Alternatively, you can specify the full path to the folder,
substituting /
for \
. For example:
-v C:/Temp/docker_testing:/tmp
or
docker run --rm=TRUE -v //c/Users/<your_username>/Desktop://tmp degauss/cchmc_batch_geocoder my_address_file.csv
When using Windows PowerShell, by placing the PWD
inside
curly brackets, you are able to specify the current working directory.
For example: ${PWD}
or
docker run --rm -v ${PWD}:/tmp degauss/geocoder:3.0 my_address_file.csv
OneDrive: If you or your institution use OneDrive,
your working directory may have a different path than expected. If you
have navigated to your Desktop using cd Desktop
and your
file cannot be found, or if you cannot navigate to your Desktop, use the
instructions below to check your Desktop path. Alternatively, you could
drag and drop your input file into the command prompt to view it’s path.
After locating your Desktop path, replace Desktop
in
cd Desktop
with the new path.
Problem
DeGAUSS seems to run without reporting any errors, but does not
produce an output file.
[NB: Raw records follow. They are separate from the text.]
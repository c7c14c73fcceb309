use std::collections::VecDeque;
use std::sync::atomic::{AtomicUsize, Ordering};
use std::sync::{Arc, Mutex, MutexGuard, PoisonError};
use std::time::Duration;

use async_trait::async_trait;
use log::{debug, error, info, warn};
use reqwest_middleware::ClientWithMiddleware;
use tokio::sync::oneshot;

use crate::auth::{Credential, CredentialStore, RefreshRequest, RefreshResponse, SessionSink};
use crate::error::RefreshError;

/// Exchanges a refresh token for a new access token.
#[async_trait]
pub trait TokenRefresher: Send + Sync {
    async fn refresh(&self, refresh_token: &str) -> Result<RefreshResponse, RefreshError>;
}

/// Calls the identity service's refresh endpoint.
///
/// `client` must not contain the auth middlewares, otherwise a rejected
/// refresh would try to refresh itself.
pub struct HttpTokenRefresher {
    client: Arc<ClientWithMiddleware>,
    url: String,
}

impl HttpTokenRefresher {
    pub fn new(client: Arc<ClientWithMiddleware>, url: impl Into<String>) -> Self {
        Self {
            client,
            url: url.into(),
        }
    }
}

#[async_trait]
impl TokenRefresher for HttpTokenRefresher {
    async fn refresh(&self, refresh_token: &str) -> Result<RefreshResponse, RefreshError> {
        let response = self
            .client
            .post(&self.url)
            .json(&RefreshRequest { refresh_token })
            .send()
            .await
            .map_err(|e| RefreshError::Transport(e.to_string()))?;

        let status = response.status();
        if !status.is_success() {
            let body = response.text().await.unwrap_or_default();
            return Err(RefreshError::Rejected {
                status: status.as_u16(),
                body,
            });
        }

        let body = response
            .bytes()
            .await
            .map_err(|e| RefreshError::Transport(e.to_string()))?;
        let refreshed = serde_json::from_slice::<RefreshResponse>(&body)
            .map_err(|e| RefreshError::Malformed(e.to_string()))?;
        if refreshed.access_token.is_empty() {
            return Err(RefreshError::Malformed("empty accessToken".to_string()));
        }
        Ok(refreshed)
    }
}

type Waiter = oneshot::Sender<Result<Credential, RefreshError>>;

enum RefreshState {
    Idle,
    /// The caller that started the refresh is the first waiter.
    Refreshing { waiters: VecDeque<Waiter> },
}

struct CoordinatorInner {
    store: Arc<CredentialStore>,
    refresher: Arc<dyn TokenRefresher>,
    sink: Arc<dyn SessionSink>,
    timeout: Duration,
    state: Mutex<RefreshState>,
    refresh_count: AtomicUsize,
}

/// Single-flight credential refresh.
///
/// However many requests are rejected at once, only one refresh call is made.
/// Everybody else waits for its outcome in arrival order. A failed refresh
/// clears the store and tells the [`SessionSink`] the session is over.
#[derive(Clone)]
pub struct RefreshCoordinator {
    inner: Arc<CoordinatorInner>,
}

impl RefreshCoordinator {
    pub fn new(
        store: Arc<CredentialStore>,
        refresher: Arc<dyn TokenRefresher>,
        sink: Arc<dyn SessionSink>,
        timeout: Duration,
    ) -> Self {
        Self {
            inner: Arc::new(CoordinatorInner {
                store,
                refresher,
                sink,
                timeout,
                state: Mutex::new(RefreshState::Idle),
                refresh_count: AtomicUsize::new(0),
            }),
        }
    }

    pub fn is_refreshing(&self) -> bool {
        matches!(*self.inner.lock_state(), RefreshState::Refreshing { .. })
    }

    /// Callers currently suspended on the in-flight refresh.
    pub fn queued(&self) -> usize {
        match &*self.inner.lock_state() {
            RefreshState::Refreshing { waiters } => waiters.len(),
            RefreshState::Idle => 0,
        }
    }

    /// Refresh calls issued so far.
    pub fn refresh_count(&self) -> usize {
        self.inner.refresh_count.load(Ordering::SeqCst)
    }

    /// Returns a credential to replay a rejected request with.
    ///
    /// `stale_access_token` is the token the rejected request carried. If the
    /// store already holds a different one, it is returned directly.
    pub async fn recover(
        &self,
        stale_access_token: Option<&str>,
    ) -> Result<Credential, RefreshError> {
        let receiver = {
            let mut state = self.inner.lock_state();

            let Some(current) = self.inner.store.get() else {
                debug!("No refresh token stored, leaving the rejection to the caller");
                return Err(RefreshError::MissingRefreshToken);
            };

            match &mut *state {
                RefreshState::Refreshing { waiters } => {
                    let (tx, rx) = oneshot::channel();
                    waiters.push_back(tx);
                    debug!("Queued behind in-flight refresh ({} waiting)", waiters.len());
                    rx
                }
                RefreshState::Idle => {
                    if stale_access_token != Some(current.access_token.as_str()) {
                        debug!("Access token already rotated, reusing current credential");
                        return Ok(current);
                    }

                    let (tx, rx) = oneshot::channel();
                    *state = RefreshState::Refreshing {
                        waiters: VecDeque::from([tx]),
                    };
                    // Spawned so that dropping the first caller cannot strand the queue.
                    let inner = Arc::clone(&self.inner);
                    tokio::spawn(inner.run_refresh(current.refresh_token));
                    rx
                }
            }
        };

        receiver.await.unwrap_or(Err(RefreshError::Aborted))
    }
}

/// Releases the queue with `Aborted` if the refresh task is dropped before it
/// finishes, for example on runtime shutdown. The stored session is left alone.
struct ReleaseOnDrop(Option<Arc<CoordinatorInner>>);

impl Drop for ReleaseOnDrop {
    fn drop(&mut self) {
        if let Some(inner) = self.0.take() {
            inner.release(Err(RefreshError::Aborted));
        }
    }
}

impl CoordinatorInner {
    fn lock_state(&self) -> MutexGuard<'_, RefreshState> {
        self.state.lock().unwrap_or_else(PoisonError::into_inner)
    }

    async fn run_refresh(self: Arc<Self>, refresh_token: String) {
        let mut guard = ReleaseOnDrop(Some(Arc::clone(&self)));
        self.refresh_count.fetch_add(1, Ordering::SeqCst);
        info!("Access token rejected, refreshing session");

        let outcome =
            match tokio::time::timeout(self.timeout, self.refresher.refresh(&refresh_token)).await
            {
                Ok(outcome) => outcome,
                Err(_) => Err(RefreshError::Timeout(self.timeout)),
            };

        // The store writes to disk, keep that off the async workers.
        let inner = Arc::clone(&self);
        let result = tokio::task::spawn_blocking(move || inner.conclude(outcome))
            .await
            .unwrap_or(Err(RefreshError::Aborted));

        guard.0 = None;
        self.release(result);
    }

    /// Applies a finished refresh to the store. A failure ends the session.
    ///
    /// Runs while the state is still `Refreshing`, so late arrivals queue up
    /// and receive this same outcome.
    fn conclude(
        &self,
        outcome: Result<RefreshResponse, RefreshError>,
    ) -> Result<Credential, RefreshError> {
        let result = outcome.and_then(|refreshed| self.install(refreshed));
        if let Err(err) = &result {
            warn!("Session refresh failed, signing out: {}", err);
            if let Err(err) = self.store.clear() {
                error!("Failed to clear credentials after refresh failure: {}", err);
            }
            self.sink.clear();
        }
        result
    }

    /// Returns to `Idle` and hands `result` to every waiter in arrival order.
    fn release(&self, result: Result<Credential, RefreshError>) {
        let waiters = match std::mem::replace(&mut *self.lock_state(), RefreshState::Idle) {
            RefreshState::Refreshing { waiters } => waiters,
            RefreshState::Idle => VecDeque::new(),
        };

        match &result {
            Ok(_) => info!("Session refreshed, releasing {} request(s)", waiters.len()),
            Err(err) => debug!("Rejecting {} queued request(s): {}", waiters.len(), err),
        }

        for waiter in waiters {
            // A waiter whose caller went away has nothing left to settle.
            let _ = waiter.send(result.clone());
        }
    }

    fn install(&self, refreshed: RefreshResponse) -> Result<Credential, RefreshError> {
        let rotated = self
            .store
            .rotate(refreshed.access_token, refreshed.refresh_token)
            .map_err(|e| RefreshError::Storage(e.to_string()))?;
        if !rotated {
            return Err(RefreshError::SessionEnded);
        }
        self.store.get().ok_or(RefreshError::SessionEnded)
    }
}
Intermediate directories (Rtmp...
,
cache
, degauss_cache
) directories are created,
but the program seems to terminate prematurely.
Solution
Some of the DeGAUSS images require a large amount of system memory, or RAM, to complete the operation. If insufficient memory is available to Docker, then the DeGAUSS image will fail without notifying the user. This can be fixed by increasing the amount of RAM allocated to the virtual machine hosting Docker using Docker’s settings. These can usually be accessed through a menu found by right-clicking the Docker icon in the Windows Notifications area / System tray or the macOS Menu bar.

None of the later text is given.